TPPが日本を壊す

TPPが日本を壊す (扶桑社新書)

TPPが日本を壊す (扶桑社新書)

紹介しておいてなんだが、ぶっちゃけこの本を読まなくたって、TPP(環太平洋戦略的経済連携協定)が日本にとってデメリットの方が大きい協定であることなんぞ明白なのだ。
ラクフセインオバマ大統領は「TTPによって米国の輸出額を増やす」と明言しており、そうなれば買い手はGDPの規模から言って日本しか有り得ない。TPPによって日本からの輸出が増えるなどと夢想するのはよっぽどの大馬鹿であり、真顔でそんな事を言っている奴がいたら指を差して笑ってやるがよい。
巷の風評と異なり、日本のGDPにおける輸出依存率は20%未満。絶対的に見ると、日本は輸出大国ではなく内需大国なのだ。
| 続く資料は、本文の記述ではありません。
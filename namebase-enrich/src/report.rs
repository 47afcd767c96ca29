//! Run statistics and human-readable summaries
//!
//! Every run ends with a summary the operator can read at a glance —
//! partial success included. The enrichment path also emits periodic
//! progress reports with rate, cost, and remaining-time estimates.

use crate::enrich::checkpoint::RunState;
use crate::merge::{MergeKind, MergeStats};
use namebase_common::human_time;
use std::time::Instant;

/// Groups with fewer records than this get flagged in the analyze report
pub const MIN_GROUP_POPULATION: usize = 250;

/// Per-session enrichment counters
#[derive(Debug, Clone)]
pub struct SessionStats {
    pub processed: usize,
    pub errors: usize,
    pub retries: usize,
    pub quality_escalations: usize,
    pub estimated_cost: f64,
    pub started: Instant,
}

impl Default for SessionStats {
    fn default() -> Self {
        Self {
            processed: 0,
            errors: 0,
            retries: 0,
            quality_escalations: 0,
            estimated_cost: 0.0,
            started: Instant::now(),
        }
    }
}

impl SessionStats {
    pub fn new() -> Self {
        Self::default()
    }

    /// Processing rate in names per minute
    pub fn rate_per_minute(&self) -> f64 {
        let minutes = self.started.elapsed().as_secs_f64() / 60.0;
        if minutes <= 0.0 {
            return 0.0;
        }
        self.processed as f64 / minutes
    }

    /// Periodic progress report for long enrichment sessions
    pub fn progress_report(&self, state: &RunState, remaining: usize) -> String {
        let elapsed = self.started.elapsed().as_secs() as i64;
        let rate = self.rate_per_minute();
        let eta_secs = if rate > 0.0 {
            remaining as f64 / rate * 60.0
        } else {
            f64::INFINITY
        };

        format!(
            "Session: {} processed, {} errors, {} retries in {} ({:.1} names/min, ${:.3})\n\
             Overall: {} processed, {} errors, ${:.2} total\n\
             Remaining: {} names, about {}",
            self.processed,
            self.errors,
            self.retries,
            human_time::format_duration(elapsed),
            rate,
            self.estimated_cost,
            state.total_processed,
            state.total_errors,
            state.estimated_cost,
            remaining,
            human_time::format_eta(eta_secs),
        )
    }

    /// End-of-run one-liner
    pub fn display_string(&self) -> String {
        format!(
            "{} enriched, {} errors, {} retries, ${:.3} estimated cost, {} elapsed",
            self.processed,
            self.errors,
            self.retries,
            self.estimated_cost,
            human_time::format_duration(self.started.elapsed().as_secs() as i64),
        )
    }
}

/// Summary of a consolidation pass over the whole store
#[derive(Debug, Clone, Default)]
pub struct ConsolidateSummary {
    pub shards_processed: usize,
    pub shards_skipped: usize,
    pub records_seen: usize,
    pub duplicates_removed: usize,
    pub tags_split: usize,
    pub variants_resolved: usize,
    pub origins_inferred: usize,
    pub groups_changed: usize,
    pub merge: MergeStats,
}

impl ConsolidateSummary {
    pub fn render(&self) -> String {
        let mut out = String::new();
        out.push_str(&format!(
            "Consolidation complete: {} records across {} shards ({} skipped)\n",
            self.records_seen, self.shards_processed, self.shards_skipped
        ));
        out.push_str(&format!(
            "  duplicates removed:  {}\n  tags split:          {}\n  variants resolved:   {}\n  origins inferred:    {}\n  groups (re)assigned: {}\n",
            self.duplicates_removed,
            self.tags_split,
            self.variants_resolved,
            self.origins_inferred,
            self.groups_changed
        ));
        if !self.merge.examples.is_empty() {
            out.push_str("  examples:\n");
            for example in &self.merge.examples {
                let verb = match example.kind {
                    MergeKind::Added => "added",
                    MergeKind::Updated => "updated",
                    MergeKind::Unchanged => "unchanged",
                };
                out.push_str(&format!("    {} ({})\n", example.name, verb));
            }
        }
        out
    }
}

/// Origin-group coverage counts, sorted by population descending
#[derive(Debug, Clone, Default)]
pub struct AnalyzeReport {
    pub total_records: usize,
    pub groups: Vec<(String, usize)>,
}

impl AnalyzeReport {
    pub fn render(&self) -> String {
        let mut out = format!(
            "Origin groups over {} records ({} distinct groups):\n",
            self.total_records,
            self.groups.len()
        );
        for (idx, (group, count)) in self.groups.iter().enumerate() {
            let flag = if *count < MIN_GROUP_POPULATION {
                "  (below minimum)"
            } else {
                ""
            };
            out.push_str(&format!(
                "{:>3}. {:<30} {:>8}{}\n",
                idx + 1,
                group,
                count,
                flag
            ));
        }
        let thin = self
            .groups
            .iter()
            .filter(|(_, c)| *c < MIN_GROUP_POPULATION)
            .count();
        out.push_str(&format!("Groups under {}: {}\n", MIN_GROUP_POPULATION, thin));
        out
    }
}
TPP参加はその内需をみすみす外国に提供するバカ政策である。


この本では、TPPへの参加表明が菅前総理のスタンドプレイに過ぎないこと、TPPの内容自体がきちんと日本で理解されていないこと(条文の全訳すら存在していない!)、メリットがあるのはグローバル化を進めた大企業だけであり、中小企業・農家・国民にとってはほぼデメリットしかないことが簡潔に記述されている。


大企業はTPPによって関税の撤廃や商圏の拡大と言ったメリットを享受できる。
一方、中小企業はもとより国内が取引の対象であり、関税の撤廃によるメリットなど微少か皆無かのいずれかであろう。むしろ、低賃金の発展途上国とコスト競争を迫られるデメリットの方が大きすぎる。そして、発展途上国並みの賃金や社会保障しか受けられなくなる労働者、公共事業すら海外に奪われ、地元の企業が衰退し自らも衰退せざるを得ない地方自治体…夢も希望もない。
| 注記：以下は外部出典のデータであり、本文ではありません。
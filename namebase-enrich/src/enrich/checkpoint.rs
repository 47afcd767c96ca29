//! Run state checkpointing
//!
//! The orchestrator's only persistent cross-invocation state: a JSON
//! sidecar written after every batch so an interrupted run resumes without
//! reprocessing already-flagged records. Writes go through a temp file and
//! rename, so a crash mid-write can never leave a partial JSON value behind.
//! A missing checkpoint means "start from zero", never an error.

use chrono::{DateTime, Utc};
use namebase_common::Result;
use serde::{Deserialize, Serialize};
use std::path::{Path, PathBuf};
use uuid::Uuid;

/// Overall run disposition recorded in the checkpoint
#[derive(Debug, Clone, Copy, PartialEq, Eq, Serialize, Deserialize, Default)]
#[serde(rename_all = "lowercase")]
pub enum RunStatus {
    #[default]
    Running,
    Paused,
    Completed,
}

/// Persistent progress state, passed into and out of the orchestrator
#[derive(Debug, Clone, Serialize, Deserialize, Default)]
#[serde(rename_all = "camelCase")]
pub struct RunState {
    /// Index of the last completed batch across the whole run
    pub last_batch_index: u64,
    /// Names enriched over all sessions of this run
    pub total_processed: u64,
    /// Names left unprocessed by failed batches
    pub total_errors: u64,
    /// Cumulative estimated oracle cost, dollars
    pub estimated_cost: f64,
    /// Shard being processed when the checkpoint was written
    #[serde(skip_serializing_if = "Option::is_none")]
    pub current_chunk: Option<String>,
    pub status: RunStatus,
    #[serde(skip_serializing_if = "Option::is_none")]
    pub session_id: Option<Uuid>,
    #[serde(skip_serializing_if = "Option::is_none")]
    pub last_update: Option<DateTime<Utc>>,
}

impl RunState {
    /// Load the checkpoint, or start fresh when none exists.
    pub fn load(path: &Path) -> Result<Self> {
        if !path.exists() {
            tracing::info!(path = %path.display(), "No checkpoint found, starting from zero");
            return Ok(Self::default());
        }
        let content = std::fs::read_to_string(path)?;
        let state: RunState = serde_json::from_str(&content)?;
        tracing::info!(
            total_processed = state.total_processed,
            total_errors = state.total_errors,
            last_batch = state.last_batch_index,
            "Resuming from checkpoint"
        );
        Ok(state)
    }

    /// Persist the checkpoint atomically (complete JSON value or nothing).
    pub fn save(&mut self, path: &Path) -> Result<()> {
        self.last_update = Some(Utc::now());
        let rendered = serde_json::to_string_pretty(self)?;

        let tmp = path.with_extension("json.tmp");
        std::fs::write(&tmp, rendered)?;
        std::fs::rename(&tmp, path)?;
        Ok(())
    }
}

/// One failed-batch entry in the error log
#[derive(Debug, Clone, Serialize, Deserialize)]
#[serde(rename_all = "camelCase")]
pub struct ErrorLogEntry {
    pub timestamp: DateTime<Utc>,
    #[serde(skip_serializing_if = "Option::is_none")]
    pub chunk: Option<String>,
    /// Names in the failed batch
    pub batch: Vec<String>,
    pub error: String,
}

/// Append-only JSON error log for exhausted batches
pub struct ErrorLog {
    path: PathBuf,
}

impl ErrorLog {
    pub fn new(path: impl Into<PathBuf>) -> Self {
        Self { path: path.into() }
    }

    pub fn path(&self) -> &Path {
        &self.path
    }

    /// Append an entry, keeping the file a single complete JSON array.
    pub fn append(&self, entry: ErrorLogEntry) -> Result<()> {
        let mut entries = self.read_all()?;
        entries.push(entry);

        let rendered = serde_json::to_string_pretty(&entries)?;
        let tmp = self.path.with_extension("json.tmp");
        std::fs::write(&tmp, rendered)?;
        std::fs::rename(&tmp, &self.path)?;
        Ok(())
    }

    /// All logged entries; an absent file is an empty log.
    pub fn read_all(&self) -> Result<Vec<ErrorLogEntry>> {
        if !self.path.exists() {
            return Ok(Vec::new());
        }
        let content = std::fs::read_to_string(&self.path)?;
        Ok(serde_json::from_str(&content)?)
    }

    /// Names of every record mentioned in the log, for retry-first queueing.
    pub fn failed_names(&self) -> Result<Vec<String>> {
        let mut names = Vec::new();
        for entry in self.read_all()? {
            for name in entry.batch {
                if !names.contains(&name) {
                    names.push(name);
                }
            }
        }
        Ok(names)
    }
}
日本語というのはそれだけで「非関税障壁」である。TPPに参加すれば、言語の壁を撤廃するために、日本語の資料に添えて英訳された資料も作成しなければならない場合が出てくる。それがどれだけ負担になるかは想像に難くない。TPPの日本語訳が存在しないという現状を顧みて、まさにブラックジョークとしか言いようがない。
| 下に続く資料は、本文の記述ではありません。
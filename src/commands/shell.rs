//! Shell state commands: .alias, .mode, .help, .clear, .exit

use std::io::Write;

use async_trait::async_trait;

use super::{arguments, complete_from, Command, CommandError, Suggestion};
use crate::core::{Row, Rows};
use crate::printer::PrintMode;
use crate::session::Session;

pub const HELP_NAME: &str = ".help";
pub const HELP_TEXT: &str = "Show every command and alias";

pub struct AliasCommand;

impl AliasCommand {
    fn print_table(session: &mut Session) -> Result<(), CommandError> {
        let rows: Rows = session
            .aliases()
            .iter()
            .map(|alias| {
                let mut row = Row::new();
                row.insert("alias".to_string(), alias.name.clone());
                row.insert("command".to_string(), alias.command.clone());
                row.insert("description".to_string(), alias.description.clone());
                row
            })
            .collect();
        session.print_rows(&rows)?;
        Ok(())
    }
}

#[async_trait]
impl Command for AliasCommand {
    fn name(&self) -> &'static str {
        ".alias"
    }

    fn help(&self) -> &'static str {
        "List aliases, or manage them with --add NAME COMMAND / --remove NAME"
    }

    async fn execute(&self, session: &mut Session, line: &str) -> Result<(), CommandError> {
        let args = arguments(line);
        let mut tokens = args.split_whitespace();

        match tokens.next() {
            None => Self::print_table(session),
            Some("--add") => {
                // the command keeps its inner spacing verbatim
                let rest = args["--add".len()..].trim_start();
                let (name, command) = rest
                    .split_once(char::is_whitespace)
                    .map(|(name, command)| (name, command.trim_start()))
                    .unwrap_or((rest, ""));
                if name.is_empty() || command.is_empty() {
                    return Err(CommandError::Argument(
                        "--add requires arguments: ALIAS_NAME ALIAS_COMMAND".to_string(),
                    ));
                }

                session.aliases_mut().add(name, command)?;
                writeln!(
                    session.out(),
                    "Created new alias '{}' with command: {}",
                    name,
                    command
                )?;
                Ok(())
            }
            Some("--remove") => {
                let Some(name) = tokens.next() else {
                    return Err(CommandError::Argument(
                        "--remove requires an alias name argument".to_string(),
                    ));
                };

                session.aliases_mut().remove(name)?;
                writeln!(session.out(), "Removed alias '{}'", name)?;
                Ok(())
            }
            Some(other) => Err(CommandError::Argument(format!(
                "unknown flag '{}', use --add or --remove",
                other
            ))),
        }
    }

    fn suggest(&self, session: &Session, line: &str) -> Vec<Suggestion> {
        let args = arguments(line);
        if let Some(partial) = args.strip_prefix("--remove ") {
            return session
                .aliases()
                .iter()
                .filter(|alias| alias.name.starts_with(partial.trim()))
                .map(|alias| Suggestion::new(alias.name.clone(), alias.command.clone()))
                .collect();
        }
        if args.contains(char::is_whitespace) {
            return Vec::new();
        }
        complete_from(
            line,
            [
                Suggestion::new("--add", "Create a new alias"),
                Suggestion::new("--remove", "Remove an alias by name"),
            ],
        )
    }
}

pub struct Mode;

#[async_trait]
impl Command for Mode {
    fn name(&self) -> &'static str {
        ".mode"
    }

    fn help(&self) -> &'static str {
        "Change print mode (json, line, pretty, csv)"
    }

    async fn execute(&self, session: &mut Session, line: &str) -> Result<(), CommandError> {
        let requested = arguments(line);
        if requested.is_empty() {
            let mode = session.print_mode();
            writeln!(session.out(), "Current print mode: {}", mode)?;
            return Ok(());
        }

        let mode: PrintMode = requested.parse().map_err(CommandError::Argument)?;
        session.set_print_mode(mode);
        writeln!(session.out(), "Print mode set to '{}'.", mode)?;
        Ok(())
    }

    fn suggest(&self, _session: &Session, line: &str) -> Vec<Suggestion> {
        complete_from(
            line,
            PrintMode::all()
                .iter()
                .map(|mode| Suggestion::new(mode.name(), "")),
        )
    }
}

pub struct Clear;

#[async_trait]
impl Command for Clear {
    fn name(&self) -> &'static str {
        ".clear"
    }

    fn help(&self) -> &'static str {
        "Clear the screen"
    }

    async fn execute(&self, session: &mut Session, _line: &str) -> Result<(), CommandError> {
        let out = session.out();
        write!(out, "\x1b[2J\x1b[H")?;
        out.flush()?;
        Ok(())
    }
}

pub struct Exit;

#[async_trait]
impl Command for Exit {
    fn name(&self) -> &'static str {
        ".exit"
    }

    fn help(&self) -> &'static str {
        "Exit the shell"
    }

    async fn execute(&self, session: &mut Session, _line: &str) -> Result<(), CommandError> {
        session.request_exit();
        Ok(())
    }
}

/// Prints a snapshot of the command table taken when the table was built
pub struct Help {
    topics: Vec<(&'static str, &'static str)>,
}

impl Help {
    pub fn new(topics: Vec<(&'static str, &'static str)>) -> Self {
        Self { topics }
    }
}

#[async_trait]
impl Command for Help {
    fn name(&self) -> &'static str {
        HELP_NAME
    }

    fn help(&self) -> &'static str {
        HELP_TEXT
    }

    async fn execute(&self, session: &mut Session, _line: &str) -> Result<(), CommandError> {
        let aliases: Vec<(String, String)> = session
            .aliases()
            .iter()
            .map(|alias| {
                let text = if alias.description.is_empty() {
                    alias.command.clone()
                } else {
                    alias.description.clone()
                };
                (alias.name.clone(), text)
            })
            .collect();

        let width = self
            .topics
            .iter()
            .map(|(name, _)| name.len())
            .chain(aliases.iter().map(|(name, _)| name.len()))
            .max()
            .unwrap_or(0);

        let out = session.out();
        writeln!(out, "Commands:")?;
        for (name, help) in &self.topics {
            writeln!(out, "  {:<width$}  {}", name, help, width = width)?;
        }
        if !aliases.is_empty() {
            writeln!(out, "\nAliases:")?;
            for (name, text) in &aliases {
                writeln!(out, "  {:<width$}  {}", name, text, width = width)?;
            }
        }
        Ok(())
    }
}

#[cfg(test)]
mod tests {
    use super::*;
    use std::sync::Arc;

    use crate::aliases::AliasError;
    use crate::backends::MemoryBackend;
    use crate::commands::CommandTable;
    use crate::session::OutputBuffer;
    use crate::settings::Settings;

    fn session() -> (Session, OutputBuffer) {
        let buffer = OutputBuffer::new();
        let session = Session::new(Arc::new(MemoryBackend::new()), Settings::default())
            .with_output(Box::new(buffer.clone()));
        (session, buffer)
    }

    #[tokio::test]
    async fn test_alias_add_list_remove() {
        let (mut session, buffer) = session();
        session.set_print_mode(PrintMode::Csv);

        AliasCommand
            .execute(&mut session, ".alias --add .procs .query select * from processes")
            .await
            .unwrap();
        assert_eq!(
            session.aliases().resolve(".procs").unwrap().command,
            ".query select * from processes"
        );
        buffer.clear();

        AliasCommand.execute(&mut session, ".alias").await.unwrap();
        assert_eq!(
            buffer.contents(),
            "alias,command,description\n\
             .all,.query select * from $#,Select everything from a table\n\
             .procs,.query select * from processes,\n"
        );

        AliasCommand
            .execute(&mut session, ".alias --remove .procs")
            .await
            .unwrap();
        assert!(session.aliases().resolve(".procs").is_none());
    }

    #[tokio::test]
    async fn test_alias_add_keeps_command_spacing() {
        let (mut session, buffer) = session();

        AliasCommand
            .execute(
                &mut session,
                ".alias --add  .q   .query select * from file where path = 'a  b'",
            )
            .await
            .unwrap();
        assert_eq!(
            session.aliases().resolve(".q").unwrap().command,
            ".query select * from file where path = 'a  b'"
        );
        assert_eq!(
            buffer.contents(),
            "Created new alias '.q' with command: .query select * from file where path = 'a  b'\n"
        );
    }

    #[tokio::test]
    async fn test_alias_errors() {
        let (mut session, _) = session();
        assert!(matches!(
            AliasCommand.execute(&mut session, ".alias --add .x").await,
            Err(CommandError::Argument(_))
        ));
        assert!(matches!(
            AliasCommand.execute(&mut session, ".alias --remove .nope").await,
            Err(CommandError::Alias(AliasError::NotFound(_)))
        ));
        assert!(matches!(
            AliasCommand.execute(&mut session, ".alias --add .all .hosts").await,
            Err(CommandError::Alias(AliasError::DuplicateName(_)))
        ));
        assert!(matches!(
            AliasCommand.execute(&mut session, ".alias --add .loop .loop").await,
            Err(CommandError::Alias(AliasError::CyclicAlias(_)))
        ));
        assert!(matches!(
            AliasCommand.execute(&mut session, ".alias --rename x").await,
            Err(CommandError::Argument(_))
        ));
    }

    #[test]
    fn test_alias_suggestions() {
        let (session, _) = session();
        let flags = AliasCommand.suggest(&session, ".alias --r");
        assert_eq!(flags.len(), 1);
        assert_eq!(flags[0].text, "--remove");

        let names = AliasCommand.suggest(&session, ".alias --remove .a");
        assert_eq!(names[0].text, ".all");
    }

    #[tokio::test]
    async fn test_mode() {
        let (mut session, buffer) = session();
        Mode.execute(&mut session, ".mode").await.unwrap();
        assert_eq!(buffer.contents(), "Current print mode: pretty\n");

        Mode.execute(&mut session, ".mode json").await.unwrap();
        assert_eq!(session.print_mode(), PrintMode::Json);

        let err = Mode.execute(&mut session, ".mode xml").await.unwrap_err();
        assert!(err.to_string().contains("unknown print mode 'xml'"));
        assert_eq!(session.print_mode(), PrintMode::Json);

        assert_eq!(Mode.suggest(&session, ".mode p")[0].text, "pretty");
    }

    #[tokio::test]
    async fn test_exit_sets_flag() {
        let (mut session, _) = session();
        Exit.execute(&mut session, ".exit").await.unwrap();
        assert!(session.exit_requested());
    }

    #[tokio::test]
    async fn test_help_lists_commands_and_aliases() {
        let (mut session, buffer) = session();
        let table = CommandTable::builtin();
        table
            .get(".help")
            .unwrap()
            .execute(&mut session, ".help")
            .await
            .unwrap();

        let out = buffer.contents();
        assert!(out.contains(".connect"));
        assert!(out.contains(".help"));
        assert!(out.contains("cd"));
        assert!(out.contains("Aliases:"));
        assert!(out.contains("Select everything from a table"));
    }
}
そして、よく言われる「日本は農産物の関税が高い…」であるが、これも実はミスリードである。この本で初めて知ったのだが、マスコミでよく言われる「日本は農産物の関税が高い」というのは、正確に言うと「日本は関税が高い農作物もある」であり、農産物平均関税率は諸外国に比べてむしろ低い方なのである(EU・韓国・タイ・インドネシア・マレーシア・アルゼンチン・ノルウェー・スイスetcよりも低い)。むしろ無駄に関税を低くしすぎて、ごく一部の農産物以外が壊滅したとも言える。この上、さらに残された一部の農産物まで壊滅させようと言うのか。


「TPPが日本を壊す」ことが実感できる本です。我々一般人がTPPを語る上での入門書として是非ご一読を。